As I remarked on Pete's blog at the time, there's a fundamental problem underlying the research in that comparison between alcohol and drugs is difficult because many of the problems associated with drugs stem from their illegality. More specifically, the methods and the reporting of the data is a joke. From the paper:
Members of the Independent Scientific Committee on Drugs, including two invited specialists, met in a 1-day interactive workshop to score 20 drugs on 16 criteria: nine related to the harms that a drug produces in the individual and seven to the harms to others. Drugs were scored out of 100 points, and the criteria were weighted to indicate their relative importance.
Hmmmmm. Producing such semi-quantiative schemes is always going to be a bit handwavy in my view. Why not do you best to rigorously quantify something is comparisons are valid. That said, it may still be possible to get useful info from such an exercise. Not here though. That's because the very basis for these underlying scores isn't there. At least it isn't in the paper. Essentially, they are asking us to take them on face value. Hey, they may be right, but there is insufficient data in the paper to actually evaluate their claims (or replicate them – a fundamental thing in science). Very bad practice. If you look through the paper, all you find are the scores – but no rigorous basis whatsoever for them. In fact, all the basis seems to be is; some people who know stuff, sat around for a day and picked some numbers out of thin air. There should surely be some actual data to back up the scores, but I see no sign of crime figures underlying them, or medical information on the impact of a particular substance. Or all the various things you might expect to be there to provide support for their arguments. I had a look at the time for a supplementary information section but couldn't see one. Maybe they are right, but there's no way you can say so on the basis of the paper.
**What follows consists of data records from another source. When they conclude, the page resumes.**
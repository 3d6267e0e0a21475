//! Person detail extraction from the customer subtree.

use crate::document::{Document, NodeId};
use crate::models::record::PersonDetails;

use super::resolve::first_child_text;
use super::tags::{
    BIRTH_DATE_TAGS, CUSTOMER_CONTAINER_TAGS, FIRST_NAME_TAGS, LAST_NAME_TAGS, PERSON_ID_TAGS,
};
use super::value::normalize_date;

/// Extract the main client's details.
///
/// `None` when the document has no customer subtree or the subtree
/// carries none of the known fields.
pub fn extract_person_details(doc: &Document) -> Option<PersonDetails> {
    let customer = CUSTOMER_CONTAINER_TAGS
        .iter()
        .find_map(|tag| doc.descendant(doc.root(), tag))?;

    let mut details = PersonDetails::default();

    if let Some(raw_id) = first_child_text(doc, customer, PERSON_ID_TAGS) {
        let stripped = raw_id.trim_start_matches('0').to_string();
        details.id_number = Some(if stripped.is_empty() { raw_id } else { stripped });
    }

    let first_name = first_child_text(doc, customer, FIRST_NAME_TAGS);
    let last_name = first_child_text(doc, customer, LAST_NAME_TAGS);
    if first_name.is_some() || last_name.is_some() {
        let parts: Vec<String> = [first_name, last_name].into_iter().flatten().collect();
        details.full_name = Some(parts.join(" "));
    }

    if let Some(birth) = first_child_text(doc, customer, BIRTH_DATE_TAGS) {
        details.birth_date = Some(normalize_date(&birth));
    }

    details.full_address = compose_address(doc, customer);
    details.phone = doc.child_text(customer, "MISPAR-TELEPHONE-KAVI").map(str::to_string);
    details.mobile = doc.child_text(customer, "MISPAR-CELLULARI").map(str::to_string);
    details.email = doc.descendant_text(customer, "E-MAIL").map(str::to_string);

    if let Some(code) = doc.child_text(customer, "MIN") {
        details.gender = match code {
            "1" => Some("זכר".to_string()),
            "2" => Some("נקבה".to_string()),
            _ => None,
        };
        details.gender_code = Some(code.to_string());
    }

    if details.is_empty() { None } else { Some(details) }
}

/// Compose a display address from street, house, entrance, apartment,
/// city, zip code, and country, in the customary Hebrew order.
fn compose_address(doc: &Document, customer: NodeId) -> Option<String> {
    let street = doc.child_text(customer, "SHEM-RECHOV");
    let house = doc.child_text(customer, "MISPAR-BAIT");
    let entrance = doc.child_text(customer, "MISPAR-KNISA");
    let apartment = doc.child_text(customer, "MISPAR-DIRA");
    let city = doc.child_text(customer, "SHEM-YISHUV");
    let zip_code = doc.child_text(customer, "MIKUD");
    let country = doc.child_text(customer, "ERETZ");

    let mut parts: Vec<String> = Vec::new();
    if let Some(street) = street {
        let mut clause = street.to_string();
        if let Some(house) = house {
            clause = format!("{} {}", clause, house);
        }
        if let Some(entrance) = entrance {
            clause = format!("{}, כניסה {}", clause, entrance);
        }
        if let Some(apartment) = apartment {
            clause = format!("{}, דירה {}", clause, apartment);
        }
        parts.push(clause);
    }
    if let Some(city) = city {
        parts.push(city.to_string());
    }
    if let Some(zip_code) = zip_code {
        parts.push(format!("מיקוד {}", zip_code));
    }
    if let Some(country) = country {
        parts.push(country.to_string());
    }

    if parts.is_empty() { None } else { Some(parts.join(", ")) }
}

#[cfg(test)]
mod tests {
    use super::*;
    use pretty_assertions::assert_eq;

    #[test]
    fn extracts_a_full_person() {
        let doc = Document::parse(
            "<Mimshak><YeshutLakoach>\
               <MISPAR-ZIHUY-LAKOACH>012345678</MISPAR-ZIHUY-LAKOACH>\
               <SHEM-PRATI>ישראל</SHEM-PRATI>\
               <SHEM-MISHPACHA>כהן</SHEM-MISHPACHA>\
               <TAARICH-LEIDA>19800615</TAARICH-LEIDA>\
               <SHEM-RECHOV>הרצל</SHEM-RECHOV>\
               <MISPAR-BAIT>12</MISPAR-BAIT>\
               <MISPAR-DIRA>4</MISPAR-DIRA>\
               <SHEM-YISHUV>תל אביב</SHEM-YISHUV>\
               <MIKUD>61000</MIKUD>\
               <MISPAR-CELLULARI>0501234567</MISPAR-CELLULARI>\
               <MIN>1</MIN>\
               <Contact><E-MAIL>israel@example.com</E-MAIL></Contact>\
             </YeshutLakoach></Mimshak>",
        )
        .unwrap();

        let person = extract_person_details(&doc).unwrap();
        assert_eq!(person.id_number.as_deref(), Some("12345678"));
        assert_eq!(person.full_name.as_deref(), Some("ישראל כהן"));
        assert_eq!(person.birth_date.as_deref(), Some("1980-06-15"));
        assert_eq!(
            person.full_address.as_deref(),
            Some("הרצל 12, דירה 4, תל אביב, מיקוד 61000")
        );
        assert_eq!(person.mobile.as_deref(), Some("0501234567"));
        assert_eq!(person.email.as_deref(), Some("israel@example.com"));
        assert_eq!(person.gender.as_deref(), Some("זכר"));
        assert_eq!(person.gender_code.as_deref(), Some("1"));
    }

    #[test]
    fn missing_customer_subtree_gives_none() {
        let doc = Document::parse("<Mimshak><Heshbon><X>1</X></Heshbon></Mimshak>").unwrap();
        assert!(extract_person_details(&doc).is_none());
    }

    #[test]
    fn empty_customer_subtree_gives_none() {
        let doc = Document::parse("<Mimshak><Lakoach><IRRELEVANT>x</IRRELEVANT></Lakoach></Mimshak>")
            .unwrap();
        assert!(extract_person_details(&doc).is_none());
    }

    #[test]
    fn all_zero_ids_are_kept_verbatim() {
        let doc = Document::parse(
            "<Mimshak><YeshutLakoach><MISPAR-ZEHUT>000</MISPAR-ZEHUT></YeshutLakoach></Mimshak>",
        )
        .unwrap();
        let person = extract_person_details(&doc).unwrap();
        assert_eq!(person.id_number.as_deref(), Some("000"));
    }

    #[test]
    fn partial_names_still_compose() {
        let doc = Document::parse(
            "<Mimshak><YeshutLakoach><SHEM-MISHPACHA>לוי</SHEM-MISHPACHA></YeshutLakoach></Mimshak>",
        )
        .unwrap();
        let person = extract_person_details(&doc).unwrap();
        assert_eq!(person.full_name.as_deref(), Some("לוי"));
    }

    #[test]
    fn unknown_gender_codes_keep_the_code_only() {
        let doc = Document::parse(
            "<Mimshak><YeshutLakoach><MIN>3</MIN></YeshutLakoach></Mimshak>",
        )
        .unwrap();
        let person = extract_person_details(&doc).unwrap();
        assert_eq!(person.gender_code.as_deref(), Some("3"));
        assert!(person.gender.is_none());
    }

    #[test]
    fn preferred_container_wins() {
        let doc = Document::parse(
            "<Mimshak>\
               <Lakoach><SHEM-PRATI>ב</SHEM-PRATI></Lakoach>\
               <YeshutLakoach><SHEM-PRATI>א</SHEM-PRATI></YeshutLakoach>\
             </Mimshak>",
        )
        .unwrap();
        let person = extract_person_details(&doc).unwrap();
        assert_eq!(person.full_name.as_deref(), Some("א"));
    }
}
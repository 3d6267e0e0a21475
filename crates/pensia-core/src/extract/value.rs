//! Text-to-value normalization helpers.

use super::tags::NUMERIC_SENTINELS;

/// Parse an amount, tolerating thousands separators.
pub fn parse_amount(text: &str) -> Option<f64> {
    let cleaned = text.trim().replace(',', "");
    if cleaned.is_empty() {
        return None;
    }
    cleaned.parse::<f64>().ok()
}

/// Normalize compact numeric dates.
///
/// Eight digits become `YYYY-MM-DD`, six become `YYYY-MM`; anything
/// else is returned trimmed but untouched, since some feeds already
/// carry delimited dates.
pub fn normalize_date(value: &str) -> String {
    let value = value.trim();
    if value.chars().all(|c| c.is_ascii_digit()) {
        if value.len() == 8 {
            return format!("{}-{}-{}", &value[..4], &value[4..6], &value[6..]);
        }
        if value.len() == 6 {
            return format!("{}-{}", &value[..4], &value[4..6]);
        }
    }
    value.to_string()
}

/// Sum the numeric segments of a pipe-joined capture, skipping sentinels.
pub fn sum_segments(value: &str) -> f64 {
    let mut total = 0.0;
    for part in value.split('|') {
        let part = part.trim();
        if part.is_empty() {
            continue;
        }
        let normalized = part.replace(',', "");
        if NUMERIC_SENTINELS.contains(&normalized.as_str()) {
            continue;
        }
        if let Ok(amount) = normalized.parse::<f64>() {
            total += amount;
        }
    }
    total
}

/// Trim a name, drop wrapping quotes, and flatten embedded join delimiters.
pub fn clean_name(value: &str) -> String {
    let trimmed = value.trim().trim_matches('"').trim_matches('\'');
    trimmed.replace(" | ", " ").trim().to_string()
}
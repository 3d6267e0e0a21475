//! CLI command implementations.

pub mod batch;
pub mod config;
pub mod process;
I would also question the weighting in the paper. For sure people getting boozed up on a friday night and contributing to crime, getting into fights etc is bad and contributes to "harm to others". But the heroin trade is a massive part of the current situation in afghanistan and the role of the taliban. In the grand scheme of things, I'm pretty sure which is more significant in terms of harm to others. Yet presumably international damage has a lesser weighting. But there's no way of telling because they don't describe their weighting methodology particularly adequately.
I also generally question the value of such a broad brush approach. Alcohol gets a reasonably high personal harm value, yet for the vast majority of people (let's say 75% if we're plucking numbers out of nowhere) does this actually apply? Perhaps i'm wrong, but does the 5 or 6 pints I drink a week have a significant health impact? If it does, then the department of health guidelines need to be revised. If it doesn't the personal score is meaningless to me and to many others. and therefore not necessarily a particularly sensible guide to policy.
To be honest, I'm shocked it was published.